It is 12:27 a.m., and I should be asleep.
I have just finished a 12-day stretch of working every day, mostly in the clinic where I spend my days on Shelter Island, but also a few days in the hospital. I am exhausted, a heavy feeling in my bones and muscles and a persistent sort of fog that weighs down my brain, and I know that sleep is what I need.
For most of my life, I fell asleep easier than anyone I knew who didn't suffer from narcolepsy. Not until I started my residency in family medicine did I start to lie awake at night, replaying clinical decisions, wondering if I'd missed some crucial bit of evidence in a patient's history, or if I'd succumbed to the stress of an 80-hour workweek and snapped too loudly at my kids.
It wasn't much, just a hint of insomnia now and then. If I tuned up my sleep hygiene and engaged in acts of self-care, if I turned my phone off an hour or two before bed, exercised in the morning instead of at night, ate lots of greens and not much sugar, and meditated regularly to help adjust my responses to anxiety and worry, it settled down.
Those things work for me, although I know they don't always work for everyone. Sometimes people need extra steps beyond these. For some, cognitive behavioral therapy with a therapist or something like the CBT-I Coach mobile app developed by the Department of Veterans Affairs can be very effective. Some even need prescription medicine, although there are no magic bullets in that regard.

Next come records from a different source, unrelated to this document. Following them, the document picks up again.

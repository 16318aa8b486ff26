//! Share command implementation - shareable parameter strings.

use perfora::{decode_share, encode_share, Bounds};

use super::common::{self, ParamArgs};

/// Execute the share command.
///
/// Without `--decode`, the parameter flags are solved and encoded to a
/// share string on stdout. With `--decode <string>`, the string is parsed
/// and the resulting parameter set printed.
pub fn cmd_share(args: &[String]) {
    if args.first().map(String::as_str) == Some("--decode") {
        let Some(raw) = args.get(1) else {
            eprintln!("Usage: share --decode <string>");
            std::process::exit(1);
        };
        let Some(shared) = decode_share(raw, &Bounds::default()) else {
            eprintln!("Share string holds nothing recognizable: {}", raw);
            std::process::exit(1);
        };
        let flags = ParamArgs {
            params: shared.params,
            grid_locked: shared.grid_locked,
            wave: true,
        };
        let (params, state) = common::finalize(&flags);
        super::solve::print_params(&params, state, flags.wave);
        return;
    }

    let mut flags = ParamArgs::default();
    let mut i = 0;
    while i < args.len() {
        let taken = common::take_param_flag(&mut flags, args, i);
        if taken > 0 {
            i += taken;
            continue;
        }
        eprintln!("Unknown option: {}", args[i]);
        std::process::exit(1);
    }

    let (params, _state) = common::finalize(&flags);
    println!("{}", encode_share(&params));
}
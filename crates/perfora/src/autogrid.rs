//! Auto-grid sizing - how many rows and columns fill the preview.

use crate::geometry::effective_row_step;
use crate::params::Params;

/// Number of hole centres that fit along one axis of the preview span.
///
/// One centre sits at the span's start; the rest pack at `step_mm`
/// intervals while the last hole's far edge stays inside the span.
/// Degenerate steps collapse to a single hole rather than erroring.
pub fn auto_count(step_mm: f64, diameter_mm: f64, span_mm: f64) -> u32 {
    if !step_mm.is_finite() || step_mm <= 0.0 {
        return 1;
    }
    let diameter = if diameter_mm.is_finite() && diameter_mm > 0.0 {
        diameter_mm
    } else {
        0.0
    };
    let usable = (span_mm - diameter).max(0.0);
    let steps = (usable / step_mm).floor() as u32;
    steps + 1
}

/// Row and column counts that fill the preview at the current pitch.
///
/// Columns follow the horizontal pitch; rows follow the effective row
/// step, so staggered patterns get twice the rows of a plain grid.
pub fn auto_grid(params: &Params, span_mm: f64) -> (u32, u32) {
    let cols = auto_count(params.x, params.d, span_mm);
    let rows = auto_count(
        effective_row_step(params.y, params.pattern),
        params.d,
        span_mm,
    );
    (rows, cols)
}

I know I'm lucky that it usually doesn't take much to get me back on track.
Until Covid-19. Then there weren't enough moments in the day to eat and go to the bathroom, much less for "self-care." I spent my nights replaying my days — had I made the right decision in choosing one antibiotic over the other? Did I remember to wipe down my phone with alcohol after I stripped my scrubs off and washed my hands? Was I endangering my children by hugging them after a day on the Covid-19 unit, even though I'd stripped in the basement and streaked naked through the house to the steaming hot shower and scrubbed every surface of my body with soap until even my eyelids were raw?
I know I wasn't the only one having a hard time sleeping. Between a constant barrage of information from the news media, so often slanted beyond usefulness by both sides of a polarized aisle, and a world seemingly out of a late night special on the Sci-Fi channel, many were struggling with the same thing.
And losing sleep leads to increased irritability, decreased mood, and impaired memory, among so many other detriments.
Which leads to more and more worry.
Which leads to lying awake at night, praying for sleep as a farmer prays for rain.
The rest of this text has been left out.